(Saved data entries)
---

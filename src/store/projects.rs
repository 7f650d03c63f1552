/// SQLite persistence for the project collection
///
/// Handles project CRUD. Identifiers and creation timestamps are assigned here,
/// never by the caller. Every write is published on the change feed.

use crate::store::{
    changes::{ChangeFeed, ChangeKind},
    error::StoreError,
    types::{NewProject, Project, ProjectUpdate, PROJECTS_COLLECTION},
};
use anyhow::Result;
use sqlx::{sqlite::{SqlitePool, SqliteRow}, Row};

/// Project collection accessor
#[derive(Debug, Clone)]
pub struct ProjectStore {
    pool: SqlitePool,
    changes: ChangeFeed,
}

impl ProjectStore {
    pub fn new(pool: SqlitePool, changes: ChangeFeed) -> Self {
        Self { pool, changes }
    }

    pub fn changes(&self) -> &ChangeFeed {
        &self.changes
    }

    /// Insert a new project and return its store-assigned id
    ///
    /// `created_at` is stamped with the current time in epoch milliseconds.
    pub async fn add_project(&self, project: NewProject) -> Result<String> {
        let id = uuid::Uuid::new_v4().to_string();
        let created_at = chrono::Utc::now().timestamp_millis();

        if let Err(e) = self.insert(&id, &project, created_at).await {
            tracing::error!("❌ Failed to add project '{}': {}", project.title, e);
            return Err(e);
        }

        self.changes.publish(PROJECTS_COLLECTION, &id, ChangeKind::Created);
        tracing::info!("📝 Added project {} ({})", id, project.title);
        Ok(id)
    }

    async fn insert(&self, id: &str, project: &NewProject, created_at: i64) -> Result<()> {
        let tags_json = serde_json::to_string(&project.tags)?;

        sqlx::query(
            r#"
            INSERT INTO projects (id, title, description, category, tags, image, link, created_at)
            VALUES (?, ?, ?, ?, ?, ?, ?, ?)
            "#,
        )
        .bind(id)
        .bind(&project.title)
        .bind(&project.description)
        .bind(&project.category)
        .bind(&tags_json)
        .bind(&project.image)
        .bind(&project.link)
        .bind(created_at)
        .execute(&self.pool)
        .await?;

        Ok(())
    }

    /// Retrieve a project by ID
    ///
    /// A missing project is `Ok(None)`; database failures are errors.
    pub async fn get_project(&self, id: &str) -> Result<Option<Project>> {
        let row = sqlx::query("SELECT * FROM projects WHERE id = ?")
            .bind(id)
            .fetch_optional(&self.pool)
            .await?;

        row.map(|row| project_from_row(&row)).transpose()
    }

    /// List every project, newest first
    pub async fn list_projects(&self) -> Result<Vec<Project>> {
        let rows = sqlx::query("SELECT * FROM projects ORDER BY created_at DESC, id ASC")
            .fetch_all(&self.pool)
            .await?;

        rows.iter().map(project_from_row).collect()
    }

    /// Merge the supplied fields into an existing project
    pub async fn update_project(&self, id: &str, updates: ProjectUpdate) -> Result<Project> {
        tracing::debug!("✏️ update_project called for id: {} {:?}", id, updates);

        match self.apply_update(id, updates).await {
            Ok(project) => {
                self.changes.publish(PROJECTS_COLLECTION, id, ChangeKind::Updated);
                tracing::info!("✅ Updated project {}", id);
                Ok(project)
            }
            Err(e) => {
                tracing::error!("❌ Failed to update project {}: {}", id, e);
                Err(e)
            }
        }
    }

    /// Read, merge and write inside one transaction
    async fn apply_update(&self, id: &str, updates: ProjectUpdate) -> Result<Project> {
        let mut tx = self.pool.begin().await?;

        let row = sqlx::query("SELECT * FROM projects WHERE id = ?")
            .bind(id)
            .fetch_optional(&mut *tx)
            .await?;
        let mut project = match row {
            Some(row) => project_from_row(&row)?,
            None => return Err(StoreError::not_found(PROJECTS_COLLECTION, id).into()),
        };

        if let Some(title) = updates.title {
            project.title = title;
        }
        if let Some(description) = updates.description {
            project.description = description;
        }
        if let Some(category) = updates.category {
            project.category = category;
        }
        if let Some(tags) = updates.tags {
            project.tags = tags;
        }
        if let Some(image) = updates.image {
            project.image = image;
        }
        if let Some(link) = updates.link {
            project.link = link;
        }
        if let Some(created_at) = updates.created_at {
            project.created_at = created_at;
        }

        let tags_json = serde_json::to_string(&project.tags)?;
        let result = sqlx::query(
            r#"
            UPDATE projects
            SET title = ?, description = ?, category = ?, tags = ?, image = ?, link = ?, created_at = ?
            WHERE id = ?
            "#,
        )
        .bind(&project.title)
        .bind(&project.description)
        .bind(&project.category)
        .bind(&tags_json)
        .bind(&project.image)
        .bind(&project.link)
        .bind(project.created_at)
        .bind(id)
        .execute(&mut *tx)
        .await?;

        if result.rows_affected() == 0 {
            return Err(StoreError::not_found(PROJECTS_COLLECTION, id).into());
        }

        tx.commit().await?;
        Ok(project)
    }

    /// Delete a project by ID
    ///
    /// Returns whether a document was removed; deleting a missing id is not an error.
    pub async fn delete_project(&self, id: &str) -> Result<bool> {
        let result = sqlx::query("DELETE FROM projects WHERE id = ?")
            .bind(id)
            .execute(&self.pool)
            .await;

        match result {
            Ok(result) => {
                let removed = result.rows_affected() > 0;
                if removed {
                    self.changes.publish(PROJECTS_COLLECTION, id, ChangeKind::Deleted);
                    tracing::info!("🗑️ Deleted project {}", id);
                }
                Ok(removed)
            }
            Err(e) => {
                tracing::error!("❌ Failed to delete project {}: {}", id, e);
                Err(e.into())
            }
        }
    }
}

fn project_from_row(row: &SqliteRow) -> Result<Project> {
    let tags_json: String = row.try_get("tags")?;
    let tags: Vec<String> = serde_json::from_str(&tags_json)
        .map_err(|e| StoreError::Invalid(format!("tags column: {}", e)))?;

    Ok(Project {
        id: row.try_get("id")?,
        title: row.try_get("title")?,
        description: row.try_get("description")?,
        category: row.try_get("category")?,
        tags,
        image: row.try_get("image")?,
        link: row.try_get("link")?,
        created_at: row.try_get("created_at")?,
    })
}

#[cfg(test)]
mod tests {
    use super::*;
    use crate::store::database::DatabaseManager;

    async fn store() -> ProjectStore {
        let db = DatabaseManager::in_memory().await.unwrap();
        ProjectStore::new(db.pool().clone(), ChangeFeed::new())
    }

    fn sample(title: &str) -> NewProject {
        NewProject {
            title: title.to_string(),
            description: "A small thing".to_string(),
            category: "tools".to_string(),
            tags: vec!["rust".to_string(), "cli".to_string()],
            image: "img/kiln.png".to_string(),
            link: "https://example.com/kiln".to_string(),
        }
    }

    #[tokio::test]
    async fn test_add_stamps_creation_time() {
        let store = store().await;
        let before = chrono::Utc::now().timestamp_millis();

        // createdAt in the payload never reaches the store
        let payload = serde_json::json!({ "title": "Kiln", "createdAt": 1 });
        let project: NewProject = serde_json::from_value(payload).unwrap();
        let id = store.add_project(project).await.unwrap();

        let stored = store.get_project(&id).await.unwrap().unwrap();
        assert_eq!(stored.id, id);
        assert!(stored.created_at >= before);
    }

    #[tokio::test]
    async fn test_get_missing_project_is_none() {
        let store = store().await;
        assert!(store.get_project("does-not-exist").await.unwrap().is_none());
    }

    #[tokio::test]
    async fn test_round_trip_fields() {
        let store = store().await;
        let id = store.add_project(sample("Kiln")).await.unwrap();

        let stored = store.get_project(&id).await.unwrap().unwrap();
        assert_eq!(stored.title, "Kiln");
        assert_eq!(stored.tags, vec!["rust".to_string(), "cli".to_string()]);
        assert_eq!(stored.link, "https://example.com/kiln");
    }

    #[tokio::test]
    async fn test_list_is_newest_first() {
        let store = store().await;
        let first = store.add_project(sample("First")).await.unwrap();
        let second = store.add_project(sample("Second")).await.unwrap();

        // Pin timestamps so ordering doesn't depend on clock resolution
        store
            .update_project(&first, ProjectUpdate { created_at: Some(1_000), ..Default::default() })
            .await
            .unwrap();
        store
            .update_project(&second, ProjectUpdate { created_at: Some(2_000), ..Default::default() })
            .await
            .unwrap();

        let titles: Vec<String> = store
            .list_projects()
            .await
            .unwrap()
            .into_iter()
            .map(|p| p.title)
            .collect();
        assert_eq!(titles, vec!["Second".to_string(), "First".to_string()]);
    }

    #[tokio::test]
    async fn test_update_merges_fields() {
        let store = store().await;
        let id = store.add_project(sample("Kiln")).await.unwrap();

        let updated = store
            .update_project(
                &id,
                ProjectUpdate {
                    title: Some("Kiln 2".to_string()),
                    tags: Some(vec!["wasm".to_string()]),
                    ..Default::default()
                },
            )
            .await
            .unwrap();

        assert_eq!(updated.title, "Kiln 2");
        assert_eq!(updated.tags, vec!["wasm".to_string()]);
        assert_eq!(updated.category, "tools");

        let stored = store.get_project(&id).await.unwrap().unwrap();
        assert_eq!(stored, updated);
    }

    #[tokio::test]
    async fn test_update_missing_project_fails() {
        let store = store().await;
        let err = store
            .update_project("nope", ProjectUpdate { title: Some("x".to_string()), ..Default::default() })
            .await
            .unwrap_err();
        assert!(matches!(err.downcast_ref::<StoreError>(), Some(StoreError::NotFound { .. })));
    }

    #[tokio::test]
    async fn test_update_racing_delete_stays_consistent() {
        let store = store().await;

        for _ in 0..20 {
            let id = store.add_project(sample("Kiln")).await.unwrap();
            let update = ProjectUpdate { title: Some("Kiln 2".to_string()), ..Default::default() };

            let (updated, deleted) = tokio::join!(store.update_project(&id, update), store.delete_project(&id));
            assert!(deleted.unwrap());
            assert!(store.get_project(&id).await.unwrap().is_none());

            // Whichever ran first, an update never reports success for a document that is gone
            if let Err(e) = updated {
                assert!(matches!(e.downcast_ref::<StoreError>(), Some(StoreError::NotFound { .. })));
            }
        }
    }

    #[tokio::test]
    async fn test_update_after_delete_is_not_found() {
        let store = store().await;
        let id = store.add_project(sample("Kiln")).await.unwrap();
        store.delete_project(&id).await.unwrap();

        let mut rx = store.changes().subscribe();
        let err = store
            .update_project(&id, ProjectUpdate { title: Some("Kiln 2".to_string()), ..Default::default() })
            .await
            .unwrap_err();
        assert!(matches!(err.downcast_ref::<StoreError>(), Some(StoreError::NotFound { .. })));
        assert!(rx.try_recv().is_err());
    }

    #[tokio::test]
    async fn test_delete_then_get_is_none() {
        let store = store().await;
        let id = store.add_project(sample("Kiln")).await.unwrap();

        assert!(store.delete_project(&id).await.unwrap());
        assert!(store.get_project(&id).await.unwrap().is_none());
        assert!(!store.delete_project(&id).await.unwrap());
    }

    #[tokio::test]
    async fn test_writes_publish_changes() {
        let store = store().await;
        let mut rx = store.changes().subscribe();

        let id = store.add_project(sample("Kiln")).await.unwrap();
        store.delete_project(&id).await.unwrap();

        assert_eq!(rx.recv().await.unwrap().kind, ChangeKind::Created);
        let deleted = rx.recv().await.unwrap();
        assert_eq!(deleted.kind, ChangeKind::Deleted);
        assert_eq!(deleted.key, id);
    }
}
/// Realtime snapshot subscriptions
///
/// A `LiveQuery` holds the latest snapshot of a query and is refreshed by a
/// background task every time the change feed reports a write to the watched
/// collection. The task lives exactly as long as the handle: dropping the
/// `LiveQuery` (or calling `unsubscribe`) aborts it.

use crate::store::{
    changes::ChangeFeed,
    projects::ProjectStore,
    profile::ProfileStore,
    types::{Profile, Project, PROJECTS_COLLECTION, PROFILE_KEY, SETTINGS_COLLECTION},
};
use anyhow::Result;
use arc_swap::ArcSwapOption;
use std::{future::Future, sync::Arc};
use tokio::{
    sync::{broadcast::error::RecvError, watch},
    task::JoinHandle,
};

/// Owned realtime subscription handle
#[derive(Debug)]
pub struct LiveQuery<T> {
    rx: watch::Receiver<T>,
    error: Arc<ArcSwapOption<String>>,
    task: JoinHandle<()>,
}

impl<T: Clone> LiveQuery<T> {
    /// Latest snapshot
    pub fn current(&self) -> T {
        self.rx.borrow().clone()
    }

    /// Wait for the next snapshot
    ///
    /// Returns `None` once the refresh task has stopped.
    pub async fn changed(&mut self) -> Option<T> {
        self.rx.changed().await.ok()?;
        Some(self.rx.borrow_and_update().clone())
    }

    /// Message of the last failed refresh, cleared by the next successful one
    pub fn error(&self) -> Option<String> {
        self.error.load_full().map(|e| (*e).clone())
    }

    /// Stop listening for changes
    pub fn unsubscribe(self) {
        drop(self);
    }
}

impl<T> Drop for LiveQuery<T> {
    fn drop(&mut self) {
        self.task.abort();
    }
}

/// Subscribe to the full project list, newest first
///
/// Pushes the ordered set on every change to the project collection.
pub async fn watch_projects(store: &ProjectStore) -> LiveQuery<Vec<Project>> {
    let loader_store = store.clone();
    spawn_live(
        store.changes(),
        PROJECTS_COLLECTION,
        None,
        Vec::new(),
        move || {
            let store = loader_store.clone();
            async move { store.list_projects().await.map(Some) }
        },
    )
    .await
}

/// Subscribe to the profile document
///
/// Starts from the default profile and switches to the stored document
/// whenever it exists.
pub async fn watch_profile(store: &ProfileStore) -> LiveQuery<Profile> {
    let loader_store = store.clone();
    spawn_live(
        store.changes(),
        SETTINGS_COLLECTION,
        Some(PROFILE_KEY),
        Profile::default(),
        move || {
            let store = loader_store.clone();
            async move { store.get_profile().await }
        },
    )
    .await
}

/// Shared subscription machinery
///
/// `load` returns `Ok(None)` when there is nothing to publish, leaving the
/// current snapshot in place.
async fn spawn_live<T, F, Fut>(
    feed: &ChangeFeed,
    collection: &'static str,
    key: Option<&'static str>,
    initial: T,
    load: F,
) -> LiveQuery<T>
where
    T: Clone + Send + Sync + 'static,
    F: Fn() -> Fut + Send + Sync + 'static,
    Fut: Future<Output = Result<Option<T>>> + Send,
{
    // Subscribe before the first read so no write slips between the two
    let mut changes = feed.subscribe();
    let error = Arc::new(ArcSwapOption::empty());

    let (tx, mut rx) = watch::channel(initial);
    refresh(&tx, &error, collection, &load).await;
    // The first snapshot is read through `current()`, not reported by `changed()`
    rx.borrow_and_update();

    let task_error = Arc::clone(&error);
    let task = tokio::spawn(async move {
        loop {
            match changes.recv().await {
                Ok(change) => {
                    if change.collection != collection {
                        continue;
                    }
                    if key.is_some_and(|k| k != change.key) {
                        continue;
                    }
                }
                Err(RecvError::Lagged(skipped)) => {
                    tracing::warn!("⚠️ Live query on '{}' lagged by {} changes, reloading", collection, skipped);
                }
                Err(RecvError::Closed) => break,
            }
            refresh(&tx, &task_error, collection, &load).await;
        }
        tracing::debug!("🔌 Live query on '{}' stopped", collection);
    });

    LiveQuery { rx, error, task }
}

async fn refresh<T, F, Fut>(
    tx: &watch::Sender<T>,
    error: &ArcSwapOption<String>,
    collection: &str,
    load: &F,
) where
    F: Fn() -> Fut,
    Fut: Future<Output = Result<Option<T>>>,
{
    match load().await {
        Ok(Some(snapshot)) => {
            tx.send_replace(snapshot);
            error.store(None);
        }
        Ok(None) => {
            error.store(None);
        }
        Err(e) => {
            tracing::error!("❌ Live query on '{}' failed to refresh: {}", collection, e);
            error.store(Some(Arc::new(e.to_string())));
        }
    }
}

---

Above are the entries. Copy exactly the part that opens with the line containing "pub fn error(&self)" and closes with the line containing "self.task.abort();", and no more.

## Answer below
    pub fn error(&self) -> Option<String> {
        self.error.load_full().map(|e| (*e).clone())
    }

    /// Stop listening for changes
    pub fn unsubscribe(self) {
        drop(self);
    }
}

impl<T> Drop for LiveQuery<T> {
    fn drop(&mut self) {
        self.task.abort();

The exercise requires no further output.